- _TASK DIRECTIONS_
For the entries below, report the number of lines containing "ConfigError", without any other content.

- _THE RECORDS_
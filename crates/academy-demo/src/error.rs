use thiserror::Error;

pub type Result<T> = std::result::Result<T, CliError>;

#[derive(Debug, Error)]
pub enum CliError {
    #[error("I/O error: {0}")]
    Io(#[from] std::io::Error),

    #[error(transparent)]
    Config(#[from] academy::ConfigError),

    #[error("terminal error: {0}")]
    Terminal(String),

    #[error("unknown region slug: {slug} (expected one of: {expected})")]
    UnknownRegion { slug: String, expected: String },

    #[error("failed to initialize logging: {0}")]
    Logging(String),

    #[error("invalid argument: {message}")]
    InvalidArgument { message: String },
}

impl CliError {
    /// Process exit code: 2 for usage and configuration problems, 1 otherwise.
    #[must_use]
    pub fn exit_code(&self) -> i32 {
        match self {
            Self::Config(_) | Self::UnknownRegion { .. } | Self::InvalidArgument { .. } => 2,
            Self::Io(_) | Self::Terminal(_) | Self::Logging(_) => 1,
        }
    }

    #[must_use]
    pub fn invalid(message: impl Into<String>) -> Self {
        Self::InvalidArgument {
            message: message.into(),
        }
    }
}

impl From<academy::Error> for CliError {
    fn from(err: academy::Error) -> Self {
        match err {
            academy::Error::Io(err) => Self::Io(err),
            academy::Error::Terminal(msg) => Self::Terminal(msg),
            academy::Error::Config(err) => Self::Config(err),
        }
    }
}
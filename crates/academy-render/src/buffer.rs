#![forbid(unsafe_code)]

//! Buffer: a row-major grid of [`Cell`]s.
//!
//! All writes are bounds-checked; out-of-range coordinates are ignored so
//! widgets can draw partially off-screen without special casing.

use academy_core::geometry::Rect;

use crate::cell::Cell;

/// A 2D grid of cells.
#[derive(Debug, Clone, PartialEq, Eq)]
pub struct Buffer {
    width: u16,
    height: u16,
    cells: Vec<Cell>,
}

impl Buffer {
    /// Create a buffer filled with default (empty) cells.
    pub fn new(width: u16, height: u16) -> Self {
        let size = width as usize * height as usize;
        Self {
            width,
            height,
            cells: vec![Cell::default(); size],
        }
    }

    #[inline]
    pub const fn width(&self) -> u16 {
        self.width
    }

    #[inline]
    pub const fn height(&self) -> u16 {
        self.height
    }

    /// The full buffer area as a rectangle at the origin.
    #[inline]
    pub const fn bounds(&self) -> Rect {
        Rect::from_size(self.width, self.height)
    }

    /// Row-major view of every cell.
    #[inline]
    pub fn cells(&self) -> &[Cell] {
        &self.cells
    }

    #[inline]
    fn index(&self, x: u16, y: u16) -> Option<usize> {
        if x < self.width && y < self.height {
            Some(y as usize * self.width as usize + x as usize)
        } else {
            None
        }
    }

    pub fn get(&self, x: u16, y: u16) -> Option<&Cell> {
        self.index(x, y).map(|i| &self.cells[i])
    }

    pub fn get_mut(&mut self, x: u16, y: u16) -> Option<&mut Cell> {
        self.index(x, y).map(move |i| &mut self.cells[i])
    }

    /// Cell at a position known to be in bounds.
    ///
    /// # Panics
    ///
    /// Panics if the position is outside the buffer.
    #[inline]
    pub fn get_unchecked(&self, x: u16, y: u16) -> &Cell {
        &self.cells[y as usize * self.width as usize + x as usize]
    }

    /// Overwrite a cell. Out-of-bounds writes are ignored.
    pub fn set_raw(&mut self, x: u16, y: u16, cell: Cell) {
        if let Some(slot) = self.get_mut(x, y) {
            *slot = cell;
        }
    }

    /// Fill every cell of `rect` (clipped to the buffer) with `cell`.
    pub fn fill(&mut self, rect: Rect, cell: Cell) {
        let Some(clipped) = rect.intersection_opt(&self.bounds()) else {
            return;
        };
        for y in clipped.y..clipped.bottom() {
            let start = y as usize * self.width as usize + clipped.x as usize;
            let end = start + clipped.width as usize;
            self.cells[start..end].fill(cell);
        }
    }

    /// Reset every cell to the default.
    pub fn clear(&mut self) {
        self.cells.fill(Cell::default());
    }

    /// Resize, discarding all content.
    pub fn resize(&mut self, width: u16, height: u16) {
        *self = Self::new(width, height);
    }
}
...
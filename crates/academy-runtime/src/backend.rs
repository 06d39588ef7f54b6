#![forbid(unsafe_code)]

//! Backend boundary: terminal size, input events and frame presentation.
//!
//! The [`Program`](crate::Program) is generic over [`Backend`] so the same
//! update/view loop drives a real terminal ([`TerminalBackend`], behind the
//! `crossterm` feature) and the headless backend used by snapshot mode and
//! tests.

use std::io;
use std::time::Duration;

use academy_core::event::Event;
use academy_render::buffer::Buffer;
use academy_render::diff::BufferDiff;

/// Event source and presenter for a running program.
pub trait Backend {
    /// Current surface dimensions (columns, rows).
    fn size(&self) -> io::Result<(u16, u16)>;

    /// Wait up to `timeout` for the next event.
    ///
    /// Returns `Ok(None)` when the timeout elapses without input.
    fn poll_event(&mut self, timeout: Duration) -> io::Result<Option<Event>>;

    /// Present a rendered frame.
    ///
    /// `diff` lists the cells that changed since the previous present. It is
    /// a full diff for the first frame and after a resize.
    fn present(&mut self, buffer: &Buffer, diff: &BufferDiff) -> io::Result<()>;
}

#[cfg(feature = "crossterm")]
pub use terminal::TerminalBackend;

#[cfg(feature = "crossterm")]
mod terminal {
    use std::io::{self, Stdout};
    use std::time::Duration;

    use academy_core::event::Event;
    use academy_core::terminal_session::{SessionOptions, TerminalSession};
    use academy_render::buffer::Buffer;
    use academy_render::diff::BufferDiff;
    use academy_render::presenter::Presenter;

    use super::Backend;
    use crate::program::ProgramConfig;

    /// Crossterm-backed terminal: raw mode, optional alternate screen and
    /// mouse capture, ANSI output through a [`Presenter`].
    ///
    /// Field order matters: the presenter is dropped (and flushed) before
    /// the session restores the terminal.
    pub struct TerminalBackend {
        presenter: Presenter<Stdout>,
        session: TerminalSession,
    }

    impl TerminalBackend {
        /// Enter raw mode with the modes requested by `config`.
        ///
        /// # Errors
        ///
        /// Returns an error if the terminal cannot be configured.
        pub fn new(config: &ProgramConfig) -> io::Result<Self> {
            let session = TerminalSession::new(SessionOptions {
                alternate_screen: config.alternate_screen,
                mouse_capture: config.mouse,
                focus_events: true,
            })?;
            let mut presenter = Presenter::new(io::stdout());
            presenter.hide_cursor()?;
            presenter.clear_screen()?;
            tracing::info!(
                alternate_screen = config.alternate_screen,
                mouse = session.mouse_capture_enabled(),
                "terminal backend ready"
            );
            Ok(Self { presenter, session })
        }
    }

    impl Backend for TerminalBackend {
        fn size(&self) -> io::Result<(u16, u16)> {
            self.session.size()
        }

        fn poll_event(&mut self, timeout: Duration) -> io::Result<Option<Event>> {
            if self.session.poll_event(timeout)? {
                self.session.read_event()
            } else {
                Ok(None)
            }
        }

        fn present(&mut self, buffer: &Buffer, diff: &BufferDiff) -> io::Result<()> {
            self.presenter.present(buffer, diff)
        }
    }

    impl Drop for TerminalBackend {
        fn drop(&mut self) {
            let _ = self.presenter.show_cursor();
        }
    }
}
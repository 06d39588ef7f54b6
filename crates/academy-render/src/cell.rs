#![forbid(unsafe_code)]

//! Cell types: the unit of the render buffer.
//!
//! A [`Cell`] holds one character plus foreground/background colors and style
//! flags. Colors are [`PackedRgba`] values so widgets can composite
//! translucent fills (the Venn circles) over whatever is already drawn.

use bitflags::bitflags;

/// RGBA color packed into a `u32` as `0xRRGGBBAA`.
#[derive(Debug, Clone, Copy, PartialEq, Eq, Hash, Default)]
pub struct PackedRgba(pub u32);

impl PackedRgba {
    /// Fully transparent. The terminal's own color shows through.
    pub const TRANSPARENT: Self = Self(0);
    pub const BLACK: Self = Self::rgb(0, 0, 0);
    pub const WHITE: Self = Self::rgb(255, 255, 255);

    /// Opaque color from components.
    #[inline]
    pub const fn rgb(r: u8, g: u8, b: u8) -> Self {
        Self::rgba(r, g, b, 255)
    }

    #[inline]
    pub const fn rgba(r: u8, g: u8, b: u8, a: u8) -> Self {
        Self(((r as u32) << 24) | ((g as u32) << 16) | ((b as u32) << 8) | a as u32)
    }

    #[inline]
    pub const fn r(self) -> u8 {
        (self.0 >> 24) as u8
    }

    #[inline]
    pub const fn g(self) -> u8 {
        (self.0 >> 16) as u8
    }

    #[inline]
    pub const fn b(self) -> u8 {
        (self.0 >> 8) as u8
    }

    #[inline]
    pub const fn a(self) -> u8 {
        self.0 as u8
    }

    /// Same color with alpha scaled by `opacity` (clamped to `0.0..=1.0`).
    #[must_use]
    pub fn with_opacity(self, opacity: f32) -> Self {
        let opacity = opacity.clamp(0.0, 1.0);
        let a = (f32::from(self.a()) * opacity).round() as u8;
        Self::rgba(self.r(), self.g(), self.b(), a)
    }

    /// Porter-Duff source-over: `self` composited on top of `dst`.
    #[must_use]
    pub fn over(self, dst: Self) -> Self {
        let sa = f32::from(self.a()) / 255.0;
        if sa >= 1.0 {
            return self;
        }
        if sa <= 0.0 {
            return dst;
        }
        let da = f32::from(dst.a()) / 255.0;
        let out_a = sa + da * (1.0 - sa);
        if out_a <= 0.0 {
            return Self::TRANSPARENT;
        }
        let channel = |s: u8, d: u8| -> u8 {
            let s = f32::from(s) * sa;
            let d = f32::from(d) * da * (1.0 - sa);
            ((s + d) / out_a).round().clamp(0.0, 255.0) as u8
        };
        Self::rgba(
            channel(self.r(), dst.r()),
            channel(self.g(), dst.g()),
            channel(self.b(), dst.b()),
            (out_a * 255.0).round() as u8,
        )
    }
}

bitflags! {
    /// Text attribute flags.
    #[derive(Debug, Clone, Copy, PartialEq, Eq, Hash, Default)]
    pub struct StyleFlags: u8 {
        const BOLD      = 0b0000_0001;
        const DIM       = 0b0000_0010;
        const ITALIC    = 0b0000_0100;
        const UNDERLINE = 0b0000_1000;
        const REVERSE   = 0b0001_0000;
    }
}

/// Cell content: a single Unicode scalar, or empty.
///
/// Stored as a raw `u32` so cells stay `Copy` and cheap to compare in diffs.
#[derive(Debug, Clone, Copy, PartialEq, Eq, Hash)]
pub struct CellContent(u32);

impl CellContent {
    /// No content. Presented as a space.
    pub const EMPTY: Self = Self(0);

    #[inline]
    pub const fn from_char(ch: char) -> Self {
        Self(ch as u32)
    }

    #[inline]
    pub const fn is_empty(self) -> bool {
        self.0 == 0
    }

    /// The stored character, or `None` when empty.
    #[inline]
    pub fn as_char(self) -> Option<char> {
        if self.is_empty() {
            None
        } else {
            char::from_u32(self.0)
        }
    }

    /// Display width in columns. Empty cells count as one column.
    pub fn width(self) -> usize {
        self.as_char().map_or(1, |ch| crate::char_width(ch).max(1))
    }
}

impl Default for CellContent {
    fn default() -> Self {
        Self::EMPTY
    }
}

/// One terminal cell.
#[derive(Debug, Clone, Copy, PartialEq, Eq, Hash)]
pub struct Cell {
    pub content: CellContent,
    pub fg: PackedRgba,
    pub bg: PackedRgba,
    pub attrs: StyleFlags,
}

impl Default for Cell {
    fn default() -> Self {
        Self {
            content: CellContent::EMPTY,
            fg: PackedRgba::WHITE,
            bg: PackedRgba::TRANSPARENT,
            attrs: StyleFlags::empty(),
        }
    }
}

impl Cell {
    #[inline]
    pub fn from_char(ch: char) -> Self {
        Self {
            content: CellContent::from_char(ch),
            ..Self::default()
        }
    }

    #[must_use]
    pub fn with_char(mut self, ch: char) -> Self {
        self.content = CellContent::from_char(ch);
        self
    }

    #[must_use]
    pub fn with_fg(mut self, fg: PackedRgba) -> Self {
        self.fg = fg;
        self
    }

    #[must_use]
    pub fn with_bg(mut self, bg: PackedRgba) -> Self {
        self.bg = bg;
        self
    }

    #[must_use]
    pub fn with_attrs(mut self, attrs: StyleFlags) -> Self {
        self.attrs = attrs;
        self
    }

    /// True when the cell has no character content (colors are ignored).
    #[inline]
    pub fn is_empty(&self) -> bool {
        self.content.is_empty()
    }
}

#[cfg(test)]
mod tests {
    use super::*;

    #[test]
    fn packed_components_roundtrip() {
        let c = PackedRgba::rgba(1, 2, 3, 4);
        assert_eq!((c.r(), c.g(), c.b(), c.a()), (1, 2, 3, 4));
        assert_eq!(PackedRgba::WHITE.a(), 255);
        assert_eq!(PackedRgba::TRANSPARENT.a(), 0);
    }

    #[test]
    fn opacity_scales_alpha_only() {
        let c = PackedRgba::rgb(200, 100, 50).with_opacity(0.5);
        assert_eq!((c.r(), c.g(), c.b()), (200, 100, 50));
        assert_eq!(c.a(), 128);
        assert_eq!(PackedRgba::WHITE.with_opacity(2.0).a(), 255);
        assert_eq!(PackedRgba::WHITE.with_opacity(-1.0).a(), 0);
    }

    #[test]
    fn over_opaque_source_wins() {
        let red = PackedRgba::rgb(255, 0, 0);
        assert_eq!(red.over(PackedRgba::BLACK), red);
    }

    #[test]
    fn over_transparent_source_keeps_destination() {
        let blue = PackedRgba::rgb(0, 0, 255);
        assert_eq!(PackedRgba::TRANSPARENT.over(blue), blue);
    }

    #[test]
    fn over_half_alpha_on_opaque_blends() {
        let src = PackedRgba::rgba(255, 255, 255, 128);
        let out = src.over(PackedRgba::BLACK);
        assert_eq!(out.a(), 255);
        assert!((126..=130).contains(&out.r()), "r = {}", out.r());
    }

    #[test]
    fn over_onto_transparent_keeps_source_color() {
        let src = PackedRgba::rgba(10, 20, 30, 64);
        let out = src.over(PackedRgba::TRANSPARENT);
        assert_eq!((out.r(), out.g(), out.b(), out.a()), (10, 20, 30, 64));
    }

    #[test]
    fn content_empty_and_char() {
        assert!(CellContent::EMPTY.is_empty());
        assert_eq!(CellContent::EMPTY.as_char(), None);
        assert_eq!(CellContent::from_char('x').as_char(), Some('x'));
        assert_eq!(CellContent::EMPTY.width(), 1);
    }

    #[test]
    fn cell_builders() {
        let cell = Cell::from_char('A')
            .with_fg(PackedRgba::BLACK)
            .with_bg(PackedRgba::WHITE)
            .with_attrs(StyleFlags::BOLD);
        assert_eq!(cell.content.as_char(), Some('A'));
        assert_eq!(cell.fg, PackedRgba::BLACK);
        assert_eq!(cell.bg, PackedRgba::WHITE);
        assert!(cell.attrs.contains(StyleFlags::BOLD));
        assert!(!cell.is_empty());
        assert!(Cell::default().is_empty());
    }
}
---
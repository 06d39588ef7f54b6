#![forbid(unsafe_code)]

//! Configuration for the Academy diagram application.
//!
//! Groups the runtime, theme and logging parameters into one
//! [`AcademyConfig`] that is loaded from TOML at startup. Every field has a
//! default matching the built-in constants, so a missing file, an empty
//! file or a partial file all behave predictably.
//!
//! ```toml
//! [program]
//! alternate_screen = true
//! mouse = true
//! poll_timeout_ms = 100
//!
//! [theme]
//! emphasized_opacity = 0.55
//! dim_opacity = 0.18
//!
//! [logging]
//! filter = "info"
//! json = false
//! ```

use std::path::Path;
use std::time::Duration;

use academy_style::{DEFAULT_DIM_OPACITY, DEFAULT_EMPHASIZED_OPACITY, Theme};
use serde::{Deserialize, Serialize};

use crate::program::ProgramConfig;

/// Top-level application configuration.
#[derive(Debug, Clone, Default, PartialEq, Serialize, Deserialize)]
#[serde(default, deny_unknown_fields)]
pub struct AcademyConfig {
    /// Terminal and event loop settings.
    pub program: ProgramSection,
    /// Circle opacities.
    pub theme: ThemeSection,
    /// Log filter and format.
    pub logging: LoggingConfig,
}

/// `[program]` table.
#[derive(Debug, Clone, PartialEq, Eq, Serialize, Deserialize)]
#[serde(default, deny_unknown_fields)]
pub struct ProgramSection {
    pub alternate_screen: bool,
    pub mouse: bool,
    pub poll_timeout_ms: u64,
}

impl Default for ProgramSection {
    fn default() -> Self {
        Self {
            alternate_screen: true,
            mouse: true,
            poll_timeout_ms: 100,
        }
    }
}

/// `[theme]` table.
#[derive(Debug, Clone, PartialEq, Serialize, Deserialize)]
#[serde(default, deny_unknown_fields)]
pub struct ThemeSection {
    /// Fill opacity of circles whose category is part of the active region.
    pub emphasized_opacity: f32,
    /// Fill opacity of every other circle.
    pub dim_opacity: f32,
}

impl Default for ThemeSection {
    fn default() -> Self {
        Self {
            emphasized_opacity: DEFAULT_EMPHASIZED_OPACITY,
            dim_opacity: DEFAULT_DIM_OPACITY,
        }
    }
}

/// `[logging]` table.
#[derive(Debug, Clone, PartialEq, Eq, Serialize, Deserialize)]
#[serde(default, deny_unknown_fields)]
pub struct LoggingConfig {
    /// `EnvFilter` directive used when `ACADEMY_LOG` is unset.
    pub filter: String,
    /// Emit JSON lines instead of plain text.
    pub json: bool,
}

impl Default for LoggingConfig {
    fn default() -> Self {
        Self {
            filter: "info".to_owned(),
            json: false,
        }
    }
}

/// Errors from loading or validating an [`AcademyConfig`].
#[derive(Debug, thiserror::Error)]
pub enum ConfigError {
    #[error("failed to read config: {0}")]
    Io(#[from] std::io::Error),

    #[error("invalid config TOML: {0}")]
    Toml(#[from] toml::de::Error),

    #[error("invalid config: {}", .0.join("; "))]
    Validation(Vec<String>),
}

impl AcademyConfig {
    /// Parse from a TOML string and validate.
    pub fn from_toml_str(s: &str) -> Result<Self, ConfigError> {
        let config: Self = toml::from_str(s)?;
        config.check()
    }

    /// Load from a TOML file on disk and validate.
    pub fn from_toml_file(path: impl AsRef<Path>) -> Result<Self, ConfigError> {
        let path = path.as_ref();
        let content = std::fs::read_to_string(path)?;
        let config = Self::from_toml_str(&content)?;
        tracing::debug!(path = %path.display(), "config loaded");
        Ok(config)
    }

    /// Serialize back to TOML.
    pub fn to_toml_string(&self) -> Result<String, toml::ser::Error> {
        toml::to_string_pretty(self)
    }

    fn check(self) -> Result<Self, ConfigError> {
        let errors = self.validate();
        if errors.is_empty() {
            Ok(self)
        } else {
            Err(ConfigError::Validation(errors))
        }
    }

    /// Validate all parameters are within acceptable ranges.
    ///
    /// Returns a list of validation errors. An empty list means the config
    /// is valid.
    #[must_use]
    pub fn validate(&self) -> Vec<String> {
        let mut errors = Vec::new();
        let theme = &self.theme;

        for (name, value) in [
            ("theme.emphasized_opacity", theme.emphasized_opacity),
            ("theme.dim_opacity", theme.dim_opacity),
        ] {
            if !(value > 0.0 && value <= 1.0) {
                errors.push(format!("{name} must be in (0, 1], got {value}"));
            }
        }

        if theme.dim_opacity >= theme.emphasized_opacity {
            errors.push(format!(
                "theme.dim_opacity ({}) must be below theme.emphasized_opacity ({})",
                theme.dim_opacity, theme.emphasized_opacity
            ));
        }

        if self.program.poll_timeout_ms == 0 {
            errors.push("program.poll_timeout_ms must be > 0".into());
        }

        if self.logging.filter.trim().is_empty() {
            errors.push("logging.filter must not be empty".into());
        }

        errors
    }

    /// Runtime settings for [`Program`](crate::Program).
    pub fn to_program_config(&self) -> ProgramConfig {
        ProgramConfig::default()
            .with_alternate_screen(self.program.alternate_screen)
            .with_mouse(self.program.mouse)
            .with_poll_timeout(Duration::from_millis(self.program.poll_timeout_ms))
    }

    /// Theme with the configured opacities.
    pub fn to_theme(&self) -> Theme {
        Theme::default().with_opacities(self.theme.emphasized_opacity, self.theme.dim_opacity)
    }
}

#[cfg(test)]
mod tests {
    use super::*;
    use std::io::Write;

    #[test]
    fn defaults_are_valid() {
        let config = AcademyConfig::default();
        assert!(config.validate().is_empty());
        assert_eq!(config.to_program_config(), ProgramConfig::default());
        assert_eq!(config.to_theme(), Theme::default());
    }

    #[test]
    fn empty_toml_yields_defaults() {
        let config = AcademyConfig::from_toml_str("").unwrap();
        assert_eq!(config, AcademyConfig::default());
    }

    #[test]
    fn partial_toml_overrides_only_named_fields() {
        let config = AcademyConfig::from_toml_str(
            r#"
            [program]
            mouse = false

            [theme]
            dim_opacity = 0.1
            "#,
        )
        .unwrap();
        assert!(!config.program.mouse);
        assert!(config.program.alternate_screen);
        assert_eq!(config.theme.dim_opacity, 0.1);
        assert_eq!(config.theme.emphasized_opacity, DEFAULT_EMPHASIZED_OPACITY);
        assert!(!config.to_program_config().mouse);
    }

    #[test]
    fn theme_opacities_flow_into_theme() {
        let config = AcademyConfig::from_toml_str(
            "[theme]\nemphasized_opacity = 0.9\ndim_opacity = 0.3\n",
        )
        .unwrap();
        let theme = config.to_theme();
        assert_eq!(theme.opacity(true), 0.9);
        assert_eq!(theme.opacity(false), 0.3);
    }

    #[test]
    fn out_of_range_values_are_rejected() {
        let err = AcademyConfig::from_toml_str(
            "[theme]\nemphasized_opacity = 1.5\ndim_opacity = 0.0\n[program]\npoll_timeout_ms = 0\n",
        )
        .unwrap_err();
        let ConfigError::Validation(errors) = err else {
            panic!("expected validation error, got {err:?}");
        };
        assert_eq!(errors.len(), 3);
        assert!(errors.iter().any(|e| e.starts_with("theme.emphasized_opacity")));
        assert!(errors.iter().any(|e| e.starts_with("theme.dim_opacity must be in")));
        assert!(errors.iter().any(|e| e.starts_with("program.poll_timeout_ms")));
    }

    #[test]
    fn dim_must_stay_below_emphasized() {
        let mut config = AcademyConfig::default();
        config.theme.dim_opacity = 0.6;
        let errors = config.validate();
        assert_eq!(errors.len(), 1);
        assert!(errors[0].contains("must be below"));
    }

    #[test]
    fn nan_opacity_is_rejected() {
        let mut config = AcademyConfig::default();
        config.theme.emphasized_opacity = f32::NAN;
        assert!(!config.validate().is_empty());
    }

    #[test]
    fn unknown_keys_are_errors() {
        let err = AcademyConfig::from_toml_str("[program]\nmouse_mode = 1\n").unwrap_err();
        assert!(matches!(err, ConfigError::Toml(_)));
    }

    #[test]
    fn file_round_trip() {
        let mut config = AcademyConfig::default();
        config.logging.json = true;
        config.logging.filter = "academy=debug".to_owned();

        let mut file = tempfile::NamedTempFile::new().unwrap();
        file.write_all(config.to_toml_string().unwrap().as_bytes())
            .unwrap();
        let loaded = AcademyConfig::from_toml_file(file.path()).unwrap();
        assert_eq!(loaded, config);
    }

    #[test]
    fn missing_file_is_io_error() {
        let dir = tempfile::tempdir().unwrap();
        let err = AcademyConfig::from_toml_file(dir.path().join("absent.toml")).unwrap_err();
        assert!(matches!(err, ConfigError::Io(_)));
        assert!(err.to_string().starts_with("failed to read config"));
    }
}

- _EXERCISE RESULT_
9